Even Distribution. The value of even distribution is not easily overestimated. If lime in proper amount does not go into each square foot of an acid soil, some of the soil will remain sour unless mixing is done by implements of tillage. Lime is diffused laterally through the soil in a very slight degree. If a strip of sour land is protected by canvas, so that no dust from lime applied to uncovered land can blow upon it, a seeding to clover will show that plants a few inches from the edge of the limed area will fail to start thriftily and may die before their roots reach the lime. Full effectiveness of an application is possible only through even distribution.

Using Lump Lime. Lump lime, slaked on the farm, is difficult to apply satisfactorily. Spreading with a shovel from small heaps is bad practice, and when the lime is slaked in a large heap, it cannot be handled as well as pulverized stone or commercial hydrated lime. The latter two are in condition for application by means of a lime distributor, or even a fertilizer attachment of a grain drill. The farm-slaked lime contains impurities that interfere with distribution.

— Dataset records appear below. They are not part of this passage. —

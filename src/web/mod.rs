//! Web layer module
//!
//! Thin axum handlers over the repositories and the import pipeline. All
//! JSON responses share the [`ApiResponse`] envelope; errors are mapped to
//! status codes in one place, [`responses::handle_error`].

use anyhow::Result;
use axum::{
    routing::{get, post},
    Router,
};
use std::net::SocketAddr;
use tower_http::{cors::CorsLayer, trace::TraceLayer};
use tracing::{info, warn};

use crate::{
    config::Config,
    database::Database,
    models::{PitcherRecord, PositionPlayerRecord},
};
use handlers::records::{self, ApiRecord};

pub mod handlers;
pub mod responses;
pub mod utils;

pub use responses::ApiResponse;

/// Web server configuration and setup
pub struct WebServer {
    app: Router,
    addr: SocketAddr,
}

/// State shared by every handler
#[derive(Clone)]
pub struct AppState {
    pub database: Database,
    pub config: Config,
}

impl WebServer {
    pub fn new(config: Config, database: Database) -> Result<Self> {
        let addr: SocketAddr = format!("{}:{}", config.web.host, config.web.port).parse()?;
        let app = router(AppState { database, config });

        Ok(Self { app, addr })
    }

    /// Serve until SIGINT or SIGTERM, then drain in-flight requests
    pub async fn serve(self) -> Result<()> {
        let listener = tokio::net::TcpListener::bind(&self.addr)
            .await
            .map_err(|e| anyhow::anyhow!("Failed to bind to {}: {}", self.addr, e))?;
        info!("Listening on {}", self.addr);

        axum::serve(listener, self.app)
            .with_graceful_shutdown(shutdown_signal())
            .await?;

        info!("Web server stopped");
        Ok(())
    }

    /// Get the host address
    pub fn host(&self) -> String {
        self.addr.ip().to_string()
    }

    /// Get the port number
    pub fn port(&self) -> u16 {
        self.addr.port()
    }
}

/// Build the application router with all routes and middleware
pub fn router(state: AppState) -> Router {
    Router::new()
        .route("/health", get(handlers::health::health_check))
        .nest("/api", api_routes())
        // Middleware (applied in reverse order)
        .layer(CorsLayer::permissive())
        .layer(TraceLayer::new_for_http())
        .with_state(state)
}

fn api_routes() -> Router<AppState> {
    Router::new()
        .merge(record_routes::<PositionPlayerRecord>())
        .merge(record_routes::<PitcherRecord>())
        // Bulk import
        .route("/import", post(handlers::import::import_csv))
}

/// CRUD and export routes for one stat table, rooted at its table name
fn record_routes<T: ApiRecord>() -> Router<AppState> {
    let base = format!("/{}", T::KIND);

    Router::new()
        .route(&base, get(records::list::<T>).post(records::create::<T>))
        .route(&format!("{base}/export"), get(records::export::<T>))
        .route(
            &format!("{base}/:id"),
            get(records::get::<T>)
                .put(records::update::<T>)
                .delete(records::delete::<T>),
        )
}

async fn shutdown_signal() {
    #[cfg(unix)]
    {
        use tokio::signal::unix::{signal, SignalKind};

        let (mut sigterm, mut sigint) =
            match (signal(SignalKind::terminate()), signal(SignalKind::interrupt())) {
                (Ok(term), Ok(int)) => (term, int),
                (Err(e), _) | (_, Err(e)) => {
                    warn!("Failed to install signal handlers, graceful shutdown disabled: {}", e);
                    return std::future::pending().await;
                }
            };

        tokio::select! {
            _ = sigterm.recv() => {
                info!("Received SIGTERM, shutting down gracefully");
            }
            _ = sigint.recv() => {
                info!("Received SIGINT (Ctrl+C), shutting down gracefully");
            }
        }
    }

    #[cfg(not(unix))]
    {
        match tokio::signal::ctrl_c().await {
            Ok(()) => info!("Received Ctrl+C, shutting down gracefully"),
            Err(e) => {
                warn!("Failed to install Ctrl+C handler, graceful shutdown disabled: {}", e);
                std::future::pending::<()>().await;
            }
        }
    }
}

An Estimate. It is always hazardous to attempt an estimate of cost of labor without knowing the particular farm conditions, but the expense and discomfort attending the slaking and use of lime bought in lump state justify a willingness to pay as much for a ton of hydrated lime as lump lime would cost, although the former has only three-fourths as much strength as the latter. Some farmers pay nearly twice as much for the hydrated, partly to escape the inconvenience and partly because they hope that the extraordinary claims for superiority made by some dealers may prove true. They should know that it is only fresh burned lime slaked, but incline to credit a claim that special treatment enhances value in some mysterious way.

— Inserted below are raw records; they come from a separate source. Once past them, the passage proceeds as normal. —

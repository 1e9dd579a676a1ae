//! Stat record HTTP handlers
//!
//! One set of handlers serves both tables; the record type parameter picks
//! the table, the JSON shape and the CSV layout. Request bodies are the
//! camelCase JSON form of the record.

use axum::{
    extract::{rejection::JsonRejection, Path, State},
    http::{header, StatusCode},
    response::{IntoResponse, Response},
    Json,
};
use serde::{de::DeserializeOwned, Serialize};
use serde_json::json;
use tracing::info;

use crate::{
    errors::{AppError, AppResult},
    ingestor::write_records,
    models::InsertOutcome,
    repositories::{Repository, StatRepository, StatTable},
};

use crate::web::{
    responses::{created, ok},
    utils::parse_id,
    AppState,
};

/// A stat record that can travel over the JSON API
pub trait ApiRecord: StatTable + Serialize + DeserializeOwned {}

impl<T: StatTable + Serialize + DeserializeOwned> ApiRecord for T {}

fn repository<T: ApiRecord>(state: &AppState) -> StatRepository<T> {
    state.database.table()
}

fn body<T: ApiRecord>(payload: Result<Json<T>, JsonRejection>) -> AppResult<T> {
    payload
        .map(|Json(record)| record)
        .map_err(|rejection| AppError::validation(rejection.body_text()))
}

/// List all records ordered by id
pub async fn list<T: ApiRecord>(State(state): State<AppState>) -> AppResult<impl IntoResponse> {
    let rows = repository::<T>(&state).find_all().await?;
    Ok(ok(rows))
}

pub async fn get<T: ApiRecord>(
    State(state): State<AppState>,
    Path(id): Path<String>,
) -> AppResult<impl IntoResponse> {
    let id = parse_id(&id)?;
    let row = repository::<T>(&state)
        .find_by_id(id)
        .await?
        .ok_or_else(|| AppError::not_found(T::KIND.noun(), id.to_string()))?;
    Ok(ok(row))
}

/// Insert a record; an existing `(name, team)` is left unchanged
pub async fn create<T: ApiRecord>(
    State(state): State<AppState>,
    payload: Result<Json<T>, JsonRejection>,
) -> AppResult<Response> {
    let record = body(payload)?;
    let outcome = repository::<T>(&state).create(&record).await?;

    Ok(match outcome {
        InsertOutcome::Inserted(id) => {
            info!(
                "Created {} {} ({}, {})",
                T::KIND.noun(),
                id,
                record.name(),
                record.team()
            );
            created(outcome).into_response()
        }
        InsertOutcome::Ignored => ok(outcome).into_response(),
    })
}

/// Replace every stat of an existing record
pub async fn update<T: ApiRecord>(
    State(state): State<AppState>,
    Path(id): Path<String>,
    payload: Result<Json<T>, JsonRejection>,
) -> AppResult<impl IntoResponse> {
    let id = parse_id(&id)?;
    let record = body(payload)?;
    repository::<T>(&state).update(id, &record).await?;
    Ok(ok(json!({ "updated": id })))
}

pub async fn delete<T: ApiRecord>(
    State(state): State<AppState>,
    Path(id): Path<String>,
) -> AppResult<impl IntoResponse> {
    let id = parse_id(&id)?;
    repository::<T>(&state).delete(id).await?;
    info!("Deleted {} {}", T::KIND.noun(), id);
    Ok(ok(json!({ "deleted": id })))
}

/// Download the whole table as CSV in import column order
pub async fn export<T: ApiRecord>(State(state): State<AppState>) -> AppResult<impl IntoResponse> {
    let records: Vec<T> = repository::<T>(&state)
        .find_all()
        .await?
        .into_iter()
        .map(|row| row.record)
        .collect();

    let mut csv = Vec::new();
    write_records(&mut csv, &records)?;

    Ok((
        StatusCode::OK,
        [
            (header::CONTENT_TYPE, "text/csv; charset=utf-8".to_string()),
            (
                header::CONTENT_DISPOSITION,
                format!("attachment; filename=\"{}.csv\"", T::KIND),
            ),
        ],
        csv,
    ))
}
//! CSV export
//!
//! The inverse of [`super::CsvRecordParser`]: records are written with the
//! import header row and column order, and percentage columns go back out as
//! fractions so an exported file imports to the same values.

use std::io::Write;

use super::schema::CsvRecord;
use crate::errors::IngestResult;

/// Write `records` as CSV in the same column order the parser reads
pub fn write_records<T: CsvRecord, W: Write>(writer: W, records: &[T]) -> IngestResult<()> {
    let mut csv_writer = csv::Writer::from_writer(writer);
    csv_writer.write_record(T::HEADERS)?;
    for record in records {
        csv_writer.write_record(record.to_fields())?;
    }
    csv_writer.flush().map_err(csv::Error::from)?;
    Ok(())
}
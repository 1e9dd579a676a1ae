//! Fail-fast CSV import
//!
//! Records are inserted one at a time, in file order. The first insert
//! failure stops the batch; rows inserted before it stay persisted because
//! no transaction wraps the import.

use serde::Serialize;
use std::path::Path;
use tracing::{debug, error, info};

use super::csv_parser::{CsvRecordParser, ParsedRecords, RowErrorPolicy};
use super::schema::CsvRecord;
use crate::errors::{ImportError, IngestError};
use crate::models::{InsertOutcome, PitcherRecord, PositionPlayerRecord, RecordKind};
use crate::repositories::RecordSink;

/// Counts reported by a completed import
#[derive(Debug, Clone, PartialEq, Eq, Serialize)]
pub struct ImportSummary {
    pub kind: RecordKind,
    /// Records produced by the parser
    pub parsed: usize,
    /// Records that created a new row
    pub inserted: usize,
    /// Records whose `(name, team)` already existed
    pub ignored: usize,
    /// Rows dropped by the parser under the skip policy
    pub skipped_rows: usize,
}

/// Insert `records` into `sink` in order, stopping at the first failure
pub async fn import_records<T, S>(
    records: &[T],
    sink: &S,
) -> Result<(usize, usize), ImportError>
where
    T: CsvRecord,
    S: RecordSink<T> + ?Sized,
{
    let mut inserted = 0;
    let mut ignored = 0;

    for (index, record) in records.iter().enumerate() {
        match sink.insert(record).await {
            Ok(InsertOutcome::Inserted(id)) => {
                debug!("Inserted {} '{}' ({}) as id {}", T::KIND, record.name(), record.team(), id);
                inserted += 1;
            }
            Ok(InsertOutcome::Ignored) => {
                debug!(
                    "{} '{}' ({}) already exists, leaving it unchanged",
                    T::KIND,
                    record.name(),
                    record.team()
                );
                ignored += 1;
            }
            Err(source) => {
                error!(
                    "Import of {} stopped at record {} ('{}'): {}",
                    T::KIND,
                    index + 1,
                    record.name(),
                    source
                );
                return Err(ImportError::Persistence {
                    position: index + 1,
                    name: record.name().to_string(),
                    team: record.team().to_string(),
                    source,
                });
            }
        }
    }

    Ok((inserted, ignored))
}

/// Drives parsed records from a CSV file into the persistence layer
pub struct ImportPipeline<P, Q> {
    position_players: P,
    pitchers: Q,
    parser: CsvRecordParser,
}

impl<P, Q> ImportPipeline<P, Q>
where
    P: RecordSink<PositionPlayerRecord>,
    Q: RecordSink<PitcherRecord>,
{
    pub fn new(position_players: P, pitchers: Q, policy: RowErrorPolicy) -> Self {
        Self {
            position_players,
            pitchers,
            parser: CsvRecordParser::new(policy),
        }
    }

    /// Import the file at `path` using the schema selected by `kind`
    pub async fn import_file(
        &self,
        path: &Path,
        kind: RecordKind,
    ) -> Result<ImportSummary, ImportError> {
        info!("Importing {} from {}", kind, path.display());

        let contents = tokio::fs::read(path).await.map_err(|source| IngestError::Io {
            path: path.to_path_buf(),
            source,
        })?;

        let summary = self.import_bytes(&contents, kind).await?;

        info!(
            "Imported {} from {}: {} parsed, {} inserted, {} already present, {} skipped",
            kind,
            path.display(),
            summary.parsed,
            summary.inserted,
            summary.ignored,
            summary.skipped_rows
        );

        Ok(summary)
    }

    /// Import CSV content already held in memory
    pub async fn import_bytes(
        &self,
        contents: &[u8],
        kind: RecordKind,
    ) -> Result<ImportSummary, ImportError> {
        match kind {
            RecordKind::PositionPlayers => {
                let parsed = self.parser.parse::<PositionPlayerRecord, _>(contents)?;
                Self::run(parsed, &self.position_players).await
            }
            RecordKind::Pitchers => {
                let parsed = self.parser.parse::<PitcherRecord, _>(contents)?;
                Self::run(parsed, &self.pitchers).await
            }
        }
    }

    async fn run<T, S>(parsed: ParsedRecords<T>, sink: &S) -> Result<ImportSummary, ImportError>
    where
        T: CsvRecord,
        S: RecordSink<T>,
    {
        let (inserted, ignored) = import_records(&parsed.records, sink).await?;

        Ok(ImportSummary {
            kind: T::KIND,
            parsed: parsed.records.len(),
            inserted,
            ignored,
            skipped_rows: parsed.skipped_rows,
        })
    }
}

#[cfg(test)]
mod tests {
    use super::*;
    use crate::errors::{RepositoryError, RepositoryResult};
    use async_trait::async_trait;
    use std::collections::HashSet;
    use std::sync::Mutex;

    /// In-memory sink with `(name, team)` dedup and an optional failing call
    #[derive(Default)]
    struct MemorySink {
        seen: Mutex<HashSet<(String, String)>>,
        calls: Mutex<Vec<String>>,
        fail_on_call: Option<usize>,
    }

    impl MemorySink {
        fn failing_on(call: usize) -> Self {
            Self {
                fail_on_call: Some(call),
                ..Default::default()
            }
        }

        fn calls(&self) -> Vec<String> {
            self.calls.lock().unwrap().clone()
        }

        fn stored(&self) -> usize {
            self.seen.lock().unwrap().len()
        }

        fn record(&self, name: &str, team: &str) -> RepositoryResult<InsertOutcome> {
            let mut calls = self.calls.lock().unwrap();
            calls.push(name.to_string());
            if Some(calls.len()) == self.fail_on_call {
                return Err(RepositoryError::query_failed("INSERT", "simulated failure"));
            }

            let mut seen = self.seen.lock().unwrap();
            if seen.insert((name.to_string(), team.to_string())) {
                Ok(InsertOutcome::Inserted(seen.len() as i64))
            } else {
                Ok(InsertOutcome::Ignored)
            }
        }
    }

    #[async_trait]
    impl RecordSink<PositionPlayerRecord> for MemorySink {
        async fn insert(&self, record: &PositionPlayerRecord) -> RepositoryResult<InsertOutcome> {
            self.record(&record.name, &record.team)
        }
    }

    #[async_trait]
    impl RecordSink<PitcherRecord> for MemorySink {
        async fn insert(&self, record: &PitcherRecord) -> RepositoryResult<InsertOutcome> {
            self.record(&record.name, &record.team)
        }
    }

    const HEADER: &str = "Name,Team,G,PA,HR,R,RBI,SB,wRC+,BB%,K%,ISO,BABIP,AVG,OBP,SLG,wOBA,xwOBA,BsR,WAR";

    fn batter_row(name: &str, team: &str) -> String {
        format!(
            "{},{},150,600,20,80,75,5,110.0,0.09,0.2,0.18,0.3,0.27,0.34,0.45,0.34,0.33,1.0,3.0",
            name, team
        )
    }

    fn batters_csv(rows: &[(&str, &str)]) -> String {
        let mut csv = String::from(HEADER);
        for (name, team) in rows {
            csv.push('\n');
            csv.push_str(&batter_row(name, team));
        }
        csv.push('\n');
        csv
    }

    fn pipeline(
        batters: MemorySink,
    ) -> ImportPipeline<MemorySink, MemorySink> {
        ImportPipeline::new(batters, MemorySink::default(), RowErrorPolicy::Fail)
    }

    #[tokio::test]
    async fn imports_every_record_in_order() {
        let pipeline = pipeline(MemorySink::default());
        let csv = batters_csv(&[("A", "NYY"), ("B", "BOS"), ("C", "TOR")]);

        let summary = pipeline
            .import_bytes(csv.as_bytes(), RecordKind::PositionPlayers)
            .await
            .unwrap();

        assert_eq!(
            summary,
            ImportSummary {
                kind: RecordKind::PositionPlayers,
                parsed: 3,
                inserted: 3,
                ignored: 0,
                skipped_rows: 0,
            }
        );
        assert_eq!(pipeline.position_players.calls(), vec!["A", "B", "C"]);
    }

    #[tokio::test]
    async fn duplicate_name_and_team_is_reported_as_success() {
        let pipeline = pipeline(MemorySink::default());
        let csv = batters_csv(&[("A", "NYY"), ("A", "NYY")]);

        let summary = pipeline
            .import_bytes(csv.as_bytes(), RecordKind::PositionPlayers)
            .await
            .unwrap();

        assert_eq!(summary.inserted, 1);
        assert_eq!(summary.ignored, 1);
        assert_eq!(pipeline.position_players.stored(), 1);
    }

    #[tokio::test]
    async fn stops_at_first_persistence_failure() {
        let pipeline = pipeline(MemorySink::failing_on(3));
        let csv = batters_csv(&[("A", "NYY"), ("B", "BOS"), ("C", "TOR"), ("D", "TBR"), ("E", "BAL")]);

        let err = pipeline
            .import_bytes(csv.as_bytes(), RecordKind::PositionPlayers)
            .await
            .unwrap_err();

        match err {
            ImportError::Persistence {
                position,
                name,
                source,
                ..
            } => {
                assert_eq!(position, 3);
                assert_eq!(name, "C");
                assert!(matches!(source, RepositoryError::QueryFailed { .. }));
            }
            other => panic!("unexpected error: {other:?}"),
        }

        // A and B persisted, C attempted and failed, D and E never attempted
        assert_eq!(pipeline.position_players.stored(), 2);
        assert_eq!(pipeline.position_players.calls(), vec!["A", "B", "C"]);
    }

    #[tokio::test]
    async fn malformed_row_fails_before_any_insert() {
        let pipeline = pipeline(MemorySink::default());
        let csv = batters_csv(&[("A", "NYY"), ("B", "BOS")]).replace("B,BOS,150", "B,BOS,many");

        let err = pipeline
            .import_bytes(csv.as_bytes(), RecordKind::PositionPlayers)
            .await
            .unwrap_err();

        assert!(matches!(
            err,
            ImportError::Parse(IngestError::MalformedInput { row: 2, column: 2, .. })
        ));
        assert!(pipeline.position_players.calls().is_empty());
    }

    #[tokio::test]
    async fn missing_file_is_an_io_error() {
        let pipeline = pipeline(MemorySink::default());
        let err = pipeline
            .import_file(Path::new("/definitely/not/here.csv"), RecordKind::Pitchers)
            .await
            .unwrap_err();

        assert!(matches!(err, ImportError::Parse(IngestError::Io { .. })));
    }
}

Comparing lump lime with finely pulverized limestone, the factors of expense and discomfort and final lack of perfect distribution of the former remain important. The stone is relatively easy to handle, being slightly granular and passing through a distributor without trouble. The fact that it is not caustic, like the hydrated, is in its favor. When everything is taken into account, one is justified in using limestone or air-slaked lime at a cost per ton three-fourths as great as that of lump lime. It is to be borne in mind that in these estimates the cost per ton is not that at the factory or at one's own railway station, but on the farm. The freight and cartage to the farm are based on weight of material, and more material per acre is required when the worthless portion has not been driven off by burning. If one must use one and three-quarters tons of limestone to have the equivalent of one ton of fresh burned lime, it is evident that the cost of freight and cartage of the worthless portion might make cost prohibitive if distances were very great. Farms lying a long distance from a railway station may easily find that fresh burned lime is the only form of lime they can afford. The basis for correct estimate is cost delivered in the field.

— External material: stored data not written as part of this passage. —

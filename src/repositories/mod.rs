//! Repository pattern implementation for data access
//!
//! One generic [`StatRepository`] serves both stat tables. It implements
//! the CRUD [`Repository`] trait used by the HTTP handlers and the
//! [`RecordSink`] trait used by the import pipeline; [`StatTable`] supplies
//! each record's column mapping.
//!
//! # Usage
//!
//! ```rust,ignore
//! use baseball_stats::repositories::{PitcherRepository, Repository};
//!
//! async fn example(repo: PitcherRepository) -> RepositoryResult<()> {
//!     let pitcher = repo.find_by_id(1).await?;
//!     // ... use pitcher
//!     Ok(())
//! }
//! ```

pub mod stat_repository;
pub mod tables;
pub mod traits;

pub use stat_repository::StatRepository;
pub use tables::StatTable;
pub use traits::*;

use crate::models::{PitcherRecord, PositionPlayerRecord};

pub type PositionPlayerRepository = StatRepository<PositionPlayerRecord>;
pub type PitcherRepository = StatRepository<PitcherRecord>;
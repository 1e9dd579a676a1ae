//! Baseball statistics service
//!
//! Stores position player and pitcher statistics in SQLite, bulk-loads them
//! from FanGraphs-style CSV exports and serves them over a JSON HTTP API.

pub mod config;
pub mod database;
pub mod errors;
pub mod ingestor;
pub mod models;
pub mod repositories;
pub mod web;
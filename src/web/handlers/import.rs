//! Bulk CSV import HTTP handler

use axum::{
    extract::{rejection::JsonRejection, State},
    response::IntoResponse,
    Json,
};
use serde::Deserialize;
use std::path::PathBuf;

use crate::{
    errors::{AppError, AppResult},
    models::RecordKind,
};

use crate::web::{responses::ok, AppState};

/// Request body for `POST /api/import`
#[derive(Debug, Clone, Deserialize)]
pub struct ImportRequest {
    pub kind: RecordKind,
    /// Server-side CSV file; defaults to the configured file for `kind`
    #[serde(default)]
    pub path: Option<PathBuf>,
}

/// Import a CSV file into the table selected by `kind`
///
/// The import stops at the first failing insert. Records before it remain
/// stored, and the error response names the failing record's position.
pub async fn import_csv(
    State(state): State<AppState>,
    payload: Result<Json<ImportRequest>, JsonRejection>,
) -> AppResult<impl IntoResponse> {
    let Json(request) = payload.map_err(|rejection| AppError::validation(rejection.body_text()))?;

    let path = request
        .path
        .unwrap_or_else(|| state.config.import.csv_path(request.kind).to_path_buf());

    let summary = state
        .database
        .import_pipeline(state.config.import.on_malformed_row)
        .import_file(&path, request.kind)
        .await?;

    Ok(ok(summary))
}
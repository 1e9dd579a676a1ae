use serde::{Deserialize, Serialize};
use sqlx::FromRow;

/// One position player's season line, as imported or submitted
///
/// Column renames map each field onto the `position_players` table; serde
/// renames keep the JSON names the API has always used.
#[derive(Debug, Clone, PartialEq, Serialize, Deserialize, FromRow)]
pub struct PositionPlayerRecord {
    pub name: String,
    pub team: String,
    #[serde(rename = "games")]
    #[sqlx(rename = "g")]
    pub games: u32,
    #[serde(rename = "plateAppearances")]
    #[sqlx(rename = "pa")]
    pub plate_appearances: u32,
    #[serde(rename = "homeRuns")]
    #[sqlx(rename = "hr")]
    pub home_runs: u32,
    #[serde(rename = "runs")]
    pub runs: u32,
    #[serde(rename = "runsBattedIn")]
    #[sqlx(rename = "rbi")]
    pub runs_batted_in: u32,
    #[serde(rename = "stolenBases")]
    #[sqlx(rename = "sb")]
    pub stolen_bases: u32,
    #[serde(rename = "weightedRunsCreatedPlus")]
    #[sqlx(rename = "wrc_plus")]
    pub weighted_runs_created_plus: i32,
    /// Percentage, one decimal
    #[serde(rename = "walkRate")]
    #[sqlx(rename = "bb_rate")]
    pub walk_rate: f64,
    /// Percentage, one decimal
    #[serde(rename = "strikeoutRate")]
    #[sqlx(rename = "k_rate")]
    pub strikeout_rate: f64,
    #[serde(rename = "isolatedPower")]
    #[sqlx(rename = "iso")]
    pub isolated_power: f64,
    #[serde(rename = "battingAvgBallsInPlay")]
    pub babip: f64,
    #[serde(rename = "battingAvg")]
    #[sqlx(rename = "average")]
    pub batting_average: f64,
    #[serde(rename = "onBasePct")]
    #[sqlx(rename = "obp")]
    pub on_base_percentage: f64,
    #[serde(rename = "sluggingPct")]
    #[sqlx(rename = "slg")]
    pub slugging_percentage: f64,
    #[serde(rename = "weightedOnBaseAvg")]
    pub woba: f64,
    #[serde(rename = "expWeightedOnBaseAvg")]
    #[sqlx(rename = "x_woba")]
    pub expected_woba: f64,
    #[serde(rename = "baseRunning")]
    #[sqlx(rename = "bsr")]
    pub base_running: f64,
    #[serde(rename = "winsAboveReplacement")]
    #[sqlx(rename = "war")]
    pub wins_above_replacement: f64,
}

Storage. One advantage possessed by the limestone is ease of storage. There is no inconvenience or loss. The stone may be ordered at any time of the year when teams are least busy upon other work, and it can be held till wanted. In this way the cost of cartage to the farm may be kept relatively low, and the material is at hand when wanted, regardless of rush of work or delays of railroads. This advantage is partial counterbalance to the cost of freight on the worthless portion of unburned stone.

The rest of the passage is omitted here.